Religion is based on ‘morality’. How can Teilhard’s ‘lens’ help see it as a tool necessary to our evolution?
Today’s Post
Last week we began a look at religion as a tool for managing the noosphere, particularly in dealing with the risks that arise with evolution of the human. We acknowledged the traditional ills that can be seen in various expressions of religion over its six or so thousand years of manifesting itself. We also opened the door to re-seeing it through Teilhard’s ‘lens’, as simply an attempt to ‘articulate the noosphere’; the ‘right brained’ counterpart to the ‘left brained’ perspectives of science.
The question remains, of course: how can such an approach to religion be developed, weighted as it is with its historical attachment to such things as found in the radical and fundamentalist expressions of Islam in the Mideast, as well as the fundamentalism, excessive hierarchical structures and dogmatism seen in the West? Is there a way that the teachings that have led to such obvious ‘noospheric risks’ can be reinterpreted into teachings that can mitigate them?
This week we will begin to look at the roots of Western religion to begin rediscovery of principles which will move us forward.
Rethinking Morality
It was in this vein that Teilhard, along with other thinkers such as Maurice Blondel, began to look at the tenets and structure of religion, particularly Western religion, in terms of the new insights offered by science. Blondel was one of the first theologians to recognize that science’s discovery of both the depth of universal time and the nature of evolution provided an insight which could be applied not only to the universe but the human person as well. This new insight showed the universe as ‘dynamic’, as opposed to the medieval worldview which understood both as ‘static’. Teilhard substantially expanded this insight, understanding how this new thinking not only could bring a new, secular, empirical and more relevant meaning to religion’s ancient teachings, but that Christianity, as one of the first attempts to see religion and reason as sides of a single coin, was well suited to do so.
In his essay on “The {Phenomenon of Spirituality”, Teilhard offers five insights into the key religious concept of ‘morality’ which can not only increase the relevancy of religious teaching, but in doing so increase its value to science. Not only can religious teaching be better grounded by the findings of science, but in doing so can provide a much needed ‘ground of humanity’ to science.
This week we will address the first two.
The Evolutionary Basis for Morality
“If indeed, as we have assumed, the world culminates in a thinking reality, the organization of personal human energies represents the supreme stage (so far) of cosmic evolution on Earth; and morality is consequently nothing less than the higher development of mechanics and biology. The world is ultimately constructed by moral forces; and reciprocally, the function of morality is to construct the world.”
Here Teilhard asks us to recognize that what religion has been trying to accomplish, with its topsy-turvy, ‘noosphericly-risky’, ultimately very human efforts, has simply been to ‘make sense of things’ so that we can relate to them more effectively.

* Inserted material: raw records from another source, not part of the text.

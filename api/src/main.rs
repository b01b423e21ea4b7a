//! SMIL API server entry point
//!
//! Loads configuration from the environment once, wires the concrete
//! infrastructure into the core services, and serves the HTTP API. Services
//! receive configuration as plain values; nothing below this file reads
//! environment variables.

use std::sync::Arc;

use actix_web::{web, HttpServer};
use anyhow::Context;
use tracing::info;
use tracing_subscriber::EnvFilter;

use smil_core::services::token::{TokenConfig, TokenService};
use smil_core::services::verification::{SmsServiceTrait, VerificationConfig, VerificationService};
use smil_core::services::{AuthService, UserService, UserServiceConfig};
use smil_infra::cache::{RedisClient, VerificationCache};
use smil_infra::database::{DatabasePool, MySqlUserRepository};
use smil_infra::sms::{MockSmsService, SensSmsService};
use smil_shared::config::{AppConfig, SmsProvider};

use smil_api::app::create_app;
use smil_api::middleware::auth::AccessTokenVerifier;
use smil_api::routes::AppState;

#[actix_web::main]
async fn main() -> anyhow::Result<()> {
    dotenvy::dotenv().ok();

    tracing_subscriber::fmt()
        .with_env_filter(EnvFilter::try_from_default_env().unwrap_or_else(|_| "info".into()))
        .init();

    let config = AppConfig::from_env();
    config
        .validate()
        .map_err(|e| anyhow::anyhow!(e))
        .context("Invalid configuration")?;

    info!(
        environment = %config.environment,
        bind = %config.server.bind_address(),
        "Starting SMIL API server"
    );

    let pool = DatabasePool::new(config.database.clone())
        .await
        .context("Failed to connect to the database")?;

    let redis_client = RedisClient::new(config.cache.clone())
        .await
        .context("Failed to connect to Redis")?;

    match config.sms.provider {
        SmsProvider::Sens => {
            let sms_service = SensSmsService::new(&config.sms)
                .context("Failed to construct the SMS gateway client")?;
            run_server(config, pool, redis_client, Arc::new(sms_service)).await
        }
        SmsProvider::Mock => {
            info!("SMS_PROVIDER is 'mock'; verification codes will only be logged");
            run_server(config, pool, redis_client, Arc::new(MockSmsService::new())).await
        }
    }
}

/// Wire the services for the chosen SMS backend and serve until shutdown
async fn run_server<S>(
    config: AppConfig,
    pool: DatabasePool,
    redis_client: RedisClient,
    sms_service: Arc<S>,
) -> anyhow::Result<()>
where
    S: SmsServiceTrait + 'static,
{
    let user_repository = Arc::new(MySqlUserRepository::new(pool.pool().clone()));
    let cache_service = Arc::new(VerificationCache::new(redis_client));

    let verification_service = Arc::new(VerificationService::new(
        sms_service,
        cache_service,
        VerificationConfig {
            code_ttl_seconds: config.verification.code_ttl_seconds,
            verified_ttl_seconds: config.verification.verified_ttl_seconds,
        },
    ));

    let token_service = Arc::new(TokenService::new(TokenConfig {
        secret: config.jwt.secret.clone(),
        access_token_expiry_seconds: config.jwt.access_token_expiry_seconds,
        refresh_token_expiry_seconds: config.jwt.refresh_token_expiry_seconds,
    }));

    let auth_service = Arc::new(AuthService::new(user_repository.clone(), token_service));
    let user_service = Arc::new(UserService::new(
        user_repository,
        verification_service.clone(),
        UserServiceConfig::default(),
    ));

    let verifier: Arc<dyn AccessTokenVerifier> = auth_service.clone();
    let verifier = web::Data::new(verifier);

    let app_state = web::Data::new(AppState {
        auth_service,
        user_service,
        verification_service,
    });

    let bind_address = config.server.bind_address();
    let environment = config.environment;

    info!(bind = %bind_address, "SMIL API server listening");

    HttpServer::new(move || create_app(app_state.clone(), verifier.clone(), &environment))
        .bind(&bind_address)
        .with_context(|| format!("Failed to bind {}", bind_address))?
        .run()
        .await
        .context("Server terminated with an error")
}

In this attempt to ‘articulate the noosphere’, religion has used the slowly accumulated noosphere provided by intuition, metaphors, and dreams, but impeded by egos, fears, and ambitions.

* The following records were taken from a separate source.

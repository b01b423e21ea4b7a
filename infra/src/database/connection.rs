//! MySQL connection pool management

use std::str::FromStr;
use std::time::Duration;

use sqlx::mysql::{MySqlConnectOptions, MySqlPool, MySqlPoolOptions};
use tracing::info;

use smil_shared::config::database::DatabaseConfig;

use crate::InfrastructureError;

/// Managed MySQL connection pool
///
/// Thin wrapper around [`MySqlPool`] that owns pool construction and health
/// checking. Clones share the same underlying pool.
#[derive(Clone)]
pub struct DatabasePool {
    pool: MySqlPool,
}

impl DatabasePool {
    /// Create a connection pool from the database configuration
    pub async fn new(config: DatabaseConfig) -> Result<Self, InfrastructureError> {
        let options = MySqlConnectOptions::from_str(&config.url)
            .map_err(|e| InfrastructureError::Config(format!("Invalid database URL: {}", e)))?;

        let pool = MySqlPoolOptions::new()
            .max_connections(config.max_connections)
            .acquire_timeout(Duration::from_secs(config.connect_timeout))
            .test_before_acquire(true)
            .connect_with(options)
            .await?;

        info!(
            max_connections = config.max_connections,
            "Database connection pool created"
        );

        Ok(Self { pool })
    }

    /// Access the underlying SQLx pool
    pub fn pool(&self) -> &MySqlPool {
        &self.pool
    }

    /// Run a trivial query to verify the database is reachable
    pub async fn health_check(&self) -> Result<bool, InfrastructureError> {
        sqlx::query("SELECT 1").execute(&self.pool).await?;
        Ok(true)
    }
}
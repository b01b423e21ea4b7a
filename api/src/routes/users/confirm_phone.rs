//! Phone uniqueness check and verification code dispatch

use actix_web::{web, HttpRequest, HttpResponse};
use tracing::info;
use validator::Validate;

use smil_core::repositories::UserRepository;
use smil_core::services::verification::{CacheServiceTrait, SmsServiceTrait};
use smil_shared::utils::phone::mask_phone;

use crate::dto::users::{ConfirmPhoneRequest, MessageResponse};
use crate::handlers::error::{to_response, validation_response};

use super::AppState;

/// Handler for POST /api/v1/users/confirm/phone
///
/// Rejects phone numbers already attached to an account (409), then
/// dispatches a verification code via SMS. A gateway failure surfaces as
/// 503 with a generic body.
pub async fn confirm_phone<U, S, C>(
    req: HttpRequest,
    state: web::Data<AppState<U, S, C>>,
    request: web::Json<ConfirmPhoneRequest>,
) -> HttpResponse
where
    U: UserRepository + 'static,
    S: SmsServiceTrait + 'static,
    C: CacheServiceTrait + 'static,
{
    if let Err(errors) = request.validate() {
        return validation_response(&errors, &req);
    }

    info!(
        phone = %mask_phone(&request.phone_number),
        "Phone verification requested"
    );

    match state
        .user_service
        .start_phone_verification(&request.phone_number)
        .await
    {
        Ok(()) => HttpResponse::Ok().json(MessageResponse::new("Verification code sent")),
        Err(error) => to_response(&error, &req),
    }
}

He is unconcerned by the fact that we’re already some two hundred thousand years into human evolution, and still not ‘there yet’. While considering that evolution is ‘a work in progress’, he sees morality as a tool to ‘construct the world’. Conversely this calls for us to ‘construct morality’ even as we ‘articulate the noosphere’.
Properly understood, morals are the building blocks of the noosphere, by which we ourselves are ‘built’.
The Evolution of Morality
“Morality has until now been principally understood as a fixed system of rights and duties intended to establish a static equilibrium between individuals and at pains to maintain it by a limitation of energies, that is to say, of force.

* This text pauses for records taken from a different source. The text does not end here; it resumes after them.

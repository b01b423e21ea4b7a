//! Main user account service implementation

use std::sync::Arc;

use uuid::Uuid;

use smil_shared::utils::phone::mask_phone;

use crate::domain::entities::user::{NewUser, User};
use crate::errors::{AuthError, DomainError, DomainResult};
use crate::repositories::UserRepository;
use crate::services::verification::{CacheServiceTrait, SmsServiceTrait, VerificationService};

use super::config::UserServiceConfig;

/// Verification kind written to the cache when a phone is confirmed
/// for registration
pub const SIGNUP_KIND: &str = "signup";

/// User account service for registration and deletion
pub struct UserService<U, S, C>
where
    U: UserRepository,
    S: SmsServiceTrait,
    C: CacheServiceTrait,
{
    /// User repository for database operations
    user_repository: Arc<U>,
    /// Verification service guarding registration behind phone confirmation
    verification_service: Arc<VerificationService<S, C>>,
    /// Service configuration
    config: UserServiceConfig,
}

impl<U, S, C> UserService<U, S, C>
where
    U: UserRepository,
    S: SmsServiceTrait,
    C: CacheServiceTrait,
{
    /// Create a new user account service
    ///
    /// # Arguments
    ///
    /// * `user_repository` - Repository for user data persistence
    /// * `verification_service` - Service for SMS phone confirmation
    /// * `config` - Service configuration
    pub fn new(
        user_repository: Arc<U>,
        verification_service: Arc<VerificationService<S, C>>,
        config: UserServiceConfig,
    ) -> Self {
        Self {
            user_repository,
            verification_service,
            config,
        }
    }

    /// Check that an email address is not already registered
    ///
    /// Soft-deleted accounts still occupy their email.
    ///
    /// # Returns
    ///
    /// * `Ok(())` - Email is available
    /// * `Err(DomainError)` - `AuthError::EmailAlreadyRegistered` if taken
    pub async fn check_email_available(&self, email: &str) -> DomainResult<()> {
        if self.user_repository.exists_by_email(email).await? {
            return Err(AuthError::EmailAlreadyRegistered.into());
        }
        Ok(())
    }

    /// Check that a nickname is not already taken
    ///
    /// # Returns
    ///
    /// * `Ok(())` - Nickname is available
    /// * `Err(DomainError)` - `AuthError::NicknameAlreadyTaken` if taken
    pub async fn check_nickname_available(&self, nickname: &str) -> DomainResult<()> {
        if self.user_repository.exists_by_nickname(nickname).await? {
            return Err(AuthError::NicknameAlreadyTaken.into());
        }
        Ok(())
    }

    /// Begin phone verification for registration
    ///
    /// This method:
    /// 1. Rejects phone numbers already attached to an account
    /// 2. Dispatches a verification code via SMS
    ///
    /// # Arguments
    ///
    /// * `phone_number` - Phone number exactly as the client submitted it
    ///
    /// # Returns
    ///
    /// * `Ok(())` - Code sent
    /// * `Err(DomainError)` - `PhoneAlreadyRegistered`, or the send failed
    pub async fn start_phone_verification(&self, phone_number: &str) -> DomainResult<()> {
        if self.user_repository.exists_by_phone(phone_number).await? {
            return Err(AuthError::PhoneAlreadyRegistered.into());
        }

        self.verification_service.send_code(phone_number).await
    }

    /// Confirm a submitted verification code for registration
    ///
    /// On success the phone number holds a `signup` marker until the marker
    /// TTL runs out or registration consumes it. Mismatch and expiry fail
    /// with the same error value.
    ///
    /// # Arguments
    ///
    /// * `phone_number` - Phone number the code was sent to
    /// * `code` - The submitted 6-digit code
    ///
    /// # Returns
    ///
    /// * `Ok(())` - Phone verified for registration
    /// * `Err(DomainError)` - `InvalidVerificationCode`, or a cache failure
    pub async fn confirm_phone_verification(
        &self,
        phone_number: &str,
        code: &str,
    ) -> DomainResult<()> {
        self.verification_service
            .confirm_code(SIGNUP_KIND, phone_number, code)
            .await
    }

    /// Register a new user
    ///
    /// This method:
    /// 1. Requires a `signup` verification marker for the phone number
    /// 2. Re-checks email, nickname, and phone uniqueness
    /// 3. Hashes the password with bcrypt
    /// 4. Persists the user
    /// 5. Consumes the verification marker, best effort
    ///
    /// The uniqueness pre-checks race with concurrent registrations; a
    /// duplicate that slips through surfaces from the repository as
    /// `AuthError::UserAlreadyExists`.
    ///
    /// # Arguments
    ///
    /// * `new_user` - Plaintext registration input
    ///
    /// # Returns
    ///
    /// * `Ok(User)` - The created user
    /// * `Err(DomainError)` - Verification, uniqueness, or persistence failed
    pub async fn register(&self, new_user: NewUser) -> DomainResult<User> {
        let verified = self
            .verification_service
            .is_verified(SIGNUP_KIND, &new_user.phone_number)
            .await?;
        if !verified {
            tracing::info!(
                phone = %mask_phone(&new_user.phone_number),
                event = "registration_rejected",
                "Registration attempted without verified phone"
            );
            return Err(AuthError::PhoneNotVerified.into());
        }

        self.check_email_available(&new_user.email).await?;
        self.check_nickname_available(&new_user.nickname).await?;
        if self
            .user_repository
            .exists_by_phone(&new_user.phone_number)
            .await?
        {
            return Err(AuthError::PhoneAlreadyRegistered.into());
        }

        let password_hash =
            bcrypt::hash(&new_user.password, self.config.bcrypt_cost).map_err(|e| {
                tracing::error!(
                    error = %e,
                    event = "password_hash_failed",
                    "Failed to hash password"
                );
                DomainError::Internal {
                    message: "Password hashing failed".to_string(),
                }
            })?;

        let user = User::new(
            new_user.email,
            new_user.nickname,
            new_user.phone_number,
            password_hash,
        );
        let user = self.user_repository.create(user).await?;

        // The marker has served its purpose; a failure here only means it
        // lingers until its TTL runs out.
        if let Err(e) = self
            .verification_service
            .consume_verification(&user.phone_number)
            .await
        {
            tracing::warn!(
                user_id = %user.id,
                error = %e,
                event = "marker_cleanup_failed",
                "Could not consume verification marker after registration"
            );
        }

        tracing::info!(
            user_id = %user.id,
            event = "user_registered",
            "New user registered"
        );

        Ok(user)
    }

    /// Soft-delete a user account
    ///
    /// # Arguments
    ///
    /// * `user_id` - ID of the account to delete
    ///
    /// # Returns
    ///
    /// * `Ok(())` - Account marked deleted
    /// * `Err(DomainError)` - `NotFound` when no live account has this ID
    pub async fn delete_account(&self, user_id: Uuid) -> DomainResult<()> {
        let deleted = self.user_repository.soft_delete(user_id).await?;
        if !deleted {
            return Err(DomainError::NotFound {
                resource: "User".to_string(),
            });
        }

        tracing::info!(
            user_id = %user_id,
            event = "user_deleted",
            "User account soft-deleted"
        );

        Ok(())
    }
}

Now the problem confronting morality is no longer how to preserve and protect the individual, but how to guide him so effectively in the direction of his anticipated fulfillments that the ‘quantity of personality’ still diffuse in humanity may be released in fullness and security.”
Here Teilhard introduces two insights: First, the most tangible way that morality ‘constructs the world’ is by clarifying the structure of the universe so that we can better understand it. Secondly, it offers a clearer understanding of how we are to make the best use of it as we unlock the fullness and security that is still diffuse in us.
Put another way, as we better understand morals, we better understand the noosphere, and become more skilled at cooperating with its forces to actualize our potential.
The Next Post
This week we applied Teilhard’s ‘lens’ to two aspects of religion’s concepts of morality as a tool for helping us understand the structure of the noosphere as a step to managing its risks.